Jimmy Savile charities have no future, say trustees
- Published
Jimmy Savile's charities are to close after their trustees decided that keeping them open could be "damaging" to the causes they support.
The trustees of the Jimmy Savile Charitable Trust and Jimmy Savile Stoke Mandeville Hospital Trust said they had considered a change of name in the wake of the sex abuse allegations against their late founder.
However, after meeting on Monday, it was decided that they "could not see a future for either charity" because the organisations would "always be linked in the public's mind with the late Jimmy Savile".
They spoke of their concern that adverse press coverage could be "damaging" for causes the two trusts support - and said protecting these causes was their primary concern.
'Consider public mood'
During a life in the public eye, Savile became almost as well known for raising an estimated £40m for charity as he was for being the face of Top of the Pops and Jim'll Fix It.
Before setting up the general charitable trust in 1984, Savile established the Jimmy Savile Stoke Mandeville Hospital Trust in 1981. This followed a request from the Buckinghamshire hospital, where he volunteered for many years, to help raise funds for rebuilding work.
Jo Summers, solicitor for the charity's trustees, had said before the trustees decided to close the charities that if they wished to continue they would have to consider the public mood.
She said the general mood was that "the names are going to have to go". However, as it has transpired, even that course of action was not considered enough because the link with their late founder was simply too strong.
Meanwhile, at Stoke Mandeville, a name change is already planned for the hospital's popular "Jimmy's" cafe.
The Jimmy Savile Charitable Trust is primarily based in the Leeds area, although not all of its trustees - listed as Luke Lucas, Dr Roger Bodley and Lady Gabrielle Greenbury on the Charity Commission's website - still live there.
Its overview on the Charity Commission website states, external that the trust's objectives are to "provide funds for the relief of poverty and sickness and other charitable purposes beneficial to the community", as well as "provision of recreational and other facilities for disabled persons".
More than half the funds given out by the trust over the years had come from donors other than Savile, Ms Summers said.
"The trustees are eternally grateful to all those people for their support in the past, so we don't want it to be seen as just Jimmy's money," she said.
Following Savile's death last October aged 84, an auction of his collection of mementos and personal belongings - including his Rolls-Royce which went for £130,000 and the original red Jim'll Fix It chair for £8,500 - raised about £320,000 for his charities.

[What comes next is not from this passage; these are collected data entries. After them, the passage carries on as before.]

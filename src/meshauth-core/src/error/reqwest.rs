use thiserror::Error;

// reqwest::Error's fmt::Display appends the error descriptions of all sources.
// For this reason, it is not marked as #[source] here, so that we don't
// display the error descriptions of all sources repeatedly.
#[derive(Error, Debug)]
#[error("{}", .0)]
pub struct WrappedReqwestError(pub reqwest::Error);
//! Identity oracles answer "who is behind this address" for the mesh.
use crate::error::who_is::WhoIsError;
use crate::identity::PeerIdentity;

pub mod canned;
pub mod local_api;

pub use canned::CannedOracle;
pub use local_api::LocalApiOracle;

#[async_trait::async_trait]
pub trait IdentityOracle: Send + Sync {
    /// Looks up the verified identity of the peer at `address` (`host:port`).
    async fn who_is(&self, address: &str) -> Result<PeerIdentity, WhoIsError>;
}
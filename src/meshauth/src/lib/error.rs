/// The type to represent meshauth results.
pub type MeshAuthResult<T = ()> = anyhow::Result<T>;
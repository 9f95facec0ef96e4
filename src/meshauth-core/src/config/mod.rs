use crate::error::configuration::ConfigurationError;
use crate::error::configuration::ConfigurationError::{
    EmptyPolicyPrefix, InvalidPolicyPrefix, LoadConfigFailed, UnsupportedLocalApiUrl, ZeroLeaseTtl,
    ZeroLookupTimeout,
};
use crate::json::load_json_file;
use crate::policy::{DEFAULT_LEASE_TTL, DEFAULT_POLICY_PREFIX};
use schemars::JsonSchema;
use serde::{Deserialize, Serialize};
use std::path::Path;
use std::time::Duration;
use url::Url;

pub const DEFAULT_LOCAL_API_URL: &str = "http://127.0.0.1:41112";
pub const DEFAULT_LOOKUP_TIMEOUT: Duration = Duration::from_secs(10);

/// # Backend Configuration
#[derive(Clone, Debug, PartialEq, Eq, Serialize, Deserialize, JsonSchema)]
#[serde(default)]
pub struct BackendConfig {
    /// # Policy Prefix
    /// Prepended to every tag name when mapping tags to policies, e.g. `tag:web` becomes `tailscale/web`.
    pub policy_prefix: String,

    /// # Lease TTL
    /// Lifetime of every grant. Used for both the ttl and the max ttl, so grants are never renewed.
    /// Valid inputs are strings parsable by humantime (e.g. "2m", "90s").
    #[serde(with = "humantime_serde")]
    #[schemars(with = "String")]
    pub lease_ttl: Duration,

    /// # Identity Oracle
    pub oracle: OracleConfig,
}

/// # Identity Oracle Configuration
/// How to reach the mesh daemon's local API.
#[derive(Clone, Debug, PartialEq, Eq, Serialize, Deserialize, JsonSchema)]
#[serde(default)]
pub struct OracleConfig {
    /// # Local API URL
    /// Base URL the daemon's local API is served on.
    #[schemars(with = "String")]
    pub local_api_url: Url,

    /// # Local API Password
    /// Sent as the basic-auth password when the daemon requires one.
    pub password: Option<String>,

    /// # Lookup Timeout
    /// Upper bound for a single WhoIs round trip.
    #[serde(with = "humantime_serde")]
    #[schemars(with = "String")]
    pub lookup_timeout: Duration,
}

impl Default for BackendConfig {
    fn default() -> Self {
        Self {
            policy_prefix: DEFAULT_POLICY_PREFIX.to_string(),
            lease_ttl: DEFAULT_LEASE_TTL,
            oracle: OracleConfig::default(),
        }
    }
}

impl Default for OracleConfig {
    fn default() -> Self {
        Self {
            // The literal is a valid URL.
            local_api_url: Url::parse(DEFAULT_LOCAL_API_URL).unwrap(),
            password: None,
            lookup_timeout: DEFAULT_LOOKUP_TIMEOUT,
        }
    }
}

impl BackendConfig {
    pub fn load(path: &Path) -> Result<Self, ConfigurationError> {
        let config: BackendConfig = load_json_file(path).map_err(LoadConfigFailed)?;
        config.validate()?;
        Ok(config)
    }

    pub fn validate(&self) -> Result<(), ConfigurationError> {
        if self.policy_prefix.is_empty() {
            return Err(EmptyPolicyPrefix());
        }
        if self
            .policy_prefix
            .chars()
            .any(|c| c == '/' || c.is_whitespace())
        {
            return Err(InvalidPolicyPrefix(self.policy_prefix.clone()));
        }
        if self.lease_ttl.is_zero() {
            return Err(ZeroLeaseTtl());
        }
        self.oracle.validate()
    }
}

impl OracleConfig {
    pub fn validate(&self) -> Result<(), ConfigurationError> {
        let url = &self.local_api_url;
        if !matches!(url.scheme(), "http" | "https") || url.cannot_be_a_base() {
            return Err(UnsupportedLocalApiUrl(url.to_string()));
        }
        if self.lookup_timeout.is_zero() {
            return Err(ZeroLookupTimeout());
        }
        Ok(())
    }
}

#[cfg(test)]
mod tests {
    use super::*;
    use std::io::Write;

    #[test]
    fn defaults_are_valid() {
        let config = BackendConfig::default();
        config.validate().unwrap();
        assert_eq!(config.policy_prefix, "tailscale");
        assert_eq!(config.lease_ttl, Duration::from_secs(120));
    }

    #[test]
    fn load_fills_in_defaults() {
        let mut file = tempfile::NamedTempFile::new().unwrap();
        write!(
            file,
            r#"{{"policy_prefix": "mesh", "oracle": {{"lookup_timeout": "3s"}}}}"#
        )
        .unwrap();

        let config = BackendConfig::load(file.path()).unwrap();
        assert_eq!(config.policy_prefix, "mesh");
        assert_eq!(config.lease_ttl, DEFAULT_LEASE_TTL);
        assert_eq!(config.oracle.lookup_timeout, Duration::from_secs(3));
        assert_eq!(config.oracle.local_api_url.as_str(), "http://127.0.0.1:41112/");
    }

    #[test]
    fn load_rejects_invalid_values() {
        let mut file = tempfile::NamedTempFile::new().unwrap();
        write!(file, r#"{{"lease_ttl": "0s"}}"#).unwrap();

        assert!(matches!(
            BackendConfig::load(file.path()),
            Err(ConfigurationError::ZeroLeaseTtl())
        ));
    }

    #[test]
    fn load_reports_unreadable_json() {
        let mut file = tempfile::NamedTempFile::new().unwrap();
        write!(file, "not json").unwrap();

        assert!(matches!(
            BackendConfig::load(file.path()),
            Err(ConfigurationError::LoadConfigFailed(_))
        ));
    }

    #[test]
    fn prefix_must_be_a_single_segment() {
        let mut config = BackendConfig::default();
        config.policy_prefix = String::new();
        assert!(matches!(config.validate(), Err(EmptyPolicyPrefix())));

        config.policy_prefix = "a/b".to_string();
        assert!(matches!(config.validate(), Err(InvalidPolicyPrefix(_))));

        config.policy_prefix = "a b".to_string();
        assert!(matches!(config.validate(), Err(InvalidPolicyPrefix(_))));
    }

    #[test]
    fn zero_lookup_timeout_is_rejected() {
        let mut config = BackendConfig::default();
        config.oracle.lookup_timeout = Duration::ZERO;
        assert!(matches!(config.validate(), Err(ZeroLookupTimeout())));
    }

    #[test]
    fn local_api_url_must_be_http() {
        for url in [
            "unix:/var/run/tailscale/tailscaled.sock",
            "file:///var/run/tailscale/tailscaled.sock",
            "ftp://127.0.0.1:41112",
        ] {
            let mut config = BackendConfig::default();
            config.oracle.local_api_url = Url::parse(url).unwrap();
            assert!(
                matches!(config.validate(), Err(UnsupportedLocalApiUrl(_))),
                "{url} should be rejected"
            );
        }

        let mut config = BackendConfig::default();
        config.oracle.local_api_url = Url::parse("https://localapi.example/base/").unwrap();
        config.validate().unwrap();
    }

    #[test]
    fn load_rejects_unix_socket_url() {
        let mut file = tempfile::NamedTempFile::new().unwrap();
        write!(
            file,
            r#"{{"oracle": {{"local_api_url": "unix:/var/run/tailscale/tailscaled.sock"}}}}"#
        )
        .unwrap();

        assert!(matches!(
            BackendConfig::load(file.path()),
            Err(ConfigurationError::UnsupportedLocalApiUrl(_))
        ));
    }
}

There will be further funds when the final part of Savile's estate "falls into" the trust, said Ms Summers, including some of his properties still to be sold. It is likely now that these funds will be distributed to other charities, along with the funds remaining in the two trusts.
However, the trustees have said they will not be publicly announcing which causes they money will go to.
The general charitable trust's latest accounts, filed with the Charity Commission in March of this year,, external show it has funds totalling £3.7m in 2011/12. It had an income of £132,546 and spent £43,866 in the same year.
The Stoke Mandeville charity has funds of £1.7m, according to the Charity Commission files., external
Stringent policies
Among the causes supported by the trust has been a scholarship scheme for Leeds University undergraduate medical students, funding - among other things - a bursary for the students to conduct research during the holidays.
After receiving support for the scholarships from Savile's charitable trust since 2006, totalling £225,000 to date, the university is now unlikely to accept any more money.
Although a decision has not yet been taken, the university says it has stringent policies on donations and reconsiders such gifts when new facts emerge that were unknown at the time of the original donation.
Alec Shelbrooke, Conservative MP for the Leeds constituency of Elmet and Rothwell, had said before the trustees' decision that the general trust "should be moved into other trusts so that the money can go to good causes".
And Ralph Michell, director of policy at the Association of Chief Executives of Voluntary Organisations, had said that the Savile scandal was an "extremely rare" situation, adding: "I would have thought it would be pretty difficult for a charity to carry on using Jimmy Savile's name - but it absolutely doesn't mean that its work needs to come to an end."
Ahead of the trustees' decision, Ms Summers said that the Jimmy Savile Charitable Trust may give some funds to organisations supporting victims of sex abuse.
"Since saying that's something we would consider, we have been inundated with requests from a wide variety of charities," said Ms Summers. "In fact, we have probably received more requests for funding in the last two weeks than we have in the previous two years."
She added that the charity's trustees had been left "personally shocked" by the sex abuse scandal, stressing they had absolutely no idea of the alleged crimes now coming to light.
"They knew Jimmy for many years, volunteered to be his charity trustees. They can't recognise the person they are reading about in the papers," she said.